Items from a data source:
######
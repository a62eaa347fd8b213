//! Cycle detection for directed graphs.

use crate::graph::DirectedGraph;

const WHITE: u8 = 0; // not yet visited
const GREY: u8 = 1; // on the current traversal path
const BLACK: u8 = 2; // fully explored

/// Test if the graph contains a cycle.
///
/// Iterative depth-first traversal with an explicit stack; recursion depth
/// would otherwise be bounded only by the node count.
#[must_use]
pub fn is_cyclic(digraph: &DirectedGraph) -> bool {
    let mut state = vec![WHITE; digraph.node_count()];
    // (node index, index of the next connection to traverse from it)
    let mut stack: Vec<(usize, usize)> = Vec::with_capacity(16);

    for root in 0..digraph.node_count() {
        if state[root] != WHITE {
            continue;
        }
        state[root] = GREY;
        stack.push((root, digraph.first_connection(root).unwrap_or(usize::MAX)));

        while let Some(top) = stack.last_mut() {
            let (node, conn) = *top;
            // Find the next connection leaving `node`; the connection array is
            // sorted by source, so its segment is contiguous.
            if conn >= digraph.connection_count() || digraph.source_ids()[conn] as usize != node {
                state[node] = BLACK;
                stack.pop();
                continue;
            }
            top.1 = conn + 1;

            let target = digraph.target_ids()[conn] as usize;
            match state[target] {
                GREY => return true,
                WHITE => {
                    state[target] = GREY;
                    stack.push((
                        target,
                        digraph.first_connection(target).unwrap_or(usize::MAX),
                    ));
                }
                _ => {}
            }
        }
    }

    false
}

#[cfg(test)]
mod tests {
    use super::*;

    #[test]
    fn test_acyclic_graph_passes() {
        // 0->2, 0->3, 3->2
        let g = DirectedGraph::new(2, 1, 4, vec![0, 0, 3], vec![2, 3, 2]);
        assert!(!is_cyclic(&g));
    }

    #[test]
    fn test_two_node_cycle_detected() {
        // 2->3, 3->2
        let g = DirectedGraph::new(1, 1, 4, vec![2, 3], vec![3, 2]);
        assert!(is_cyclic(&g));
    }

    #[test]
    fn test_self_loop_detected() {
        let g = DirectedGraph::new(1, 1, 3, vec![2], vec![2]);
        assert!(is_cyclic(&g));
    }

    #[test]
    fn test_diamond_is_not_a_cycle() {
        // 0->1, 0->2, 1->3, 2->3: two paths converge without forming a cycle
        let g = DirectedGraph::new(1, 1, 4, vec![0, 0, 1, 2], vec![1, 2, 3, 3]);
        assert!(!is_cyclic(&g));
    }

    #[test]
    fn test_empty_graph_passes() {
        let g = DirectedGraph::new(1, 1, 2, vec![], vec![]);
        assert!(!is_cyclic(&g));
    }
}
######
▶ **YOUR OBJECTIVE**
With the line containing "let mut stack: Vec<(usize, usize)>" as the last one, please set down exactly the lines of the records above from their very first line, and nothing more.

▶ **THE COMPLETED TASK**
repository a62eaa347fd8b213
//! Cycle detection for directed graphs.

use crate::graph::DirectedGraph;

const WHITE: u8 = 0; // not yet visited
const GREY: u8 = 1; // on the current traversal path
const BLACK: u8 = 2; // fully explored

/// Test if the graph contains a cycle.
///
/// Iterative depth-first traversal with an explicit stack; recursion depth
/// would otherwise be bounded only by the node count.
#[must_use]
pub fn is_cyclic(digraph: &DirectedGraph) -> bool {
    let mut state = vec![WHITE; digraph.node_count()];
    // (node index, index of the next connection to traverse from it)
    let mut stack: Vec<(usize, usize)> = Vec::with_capacity(16);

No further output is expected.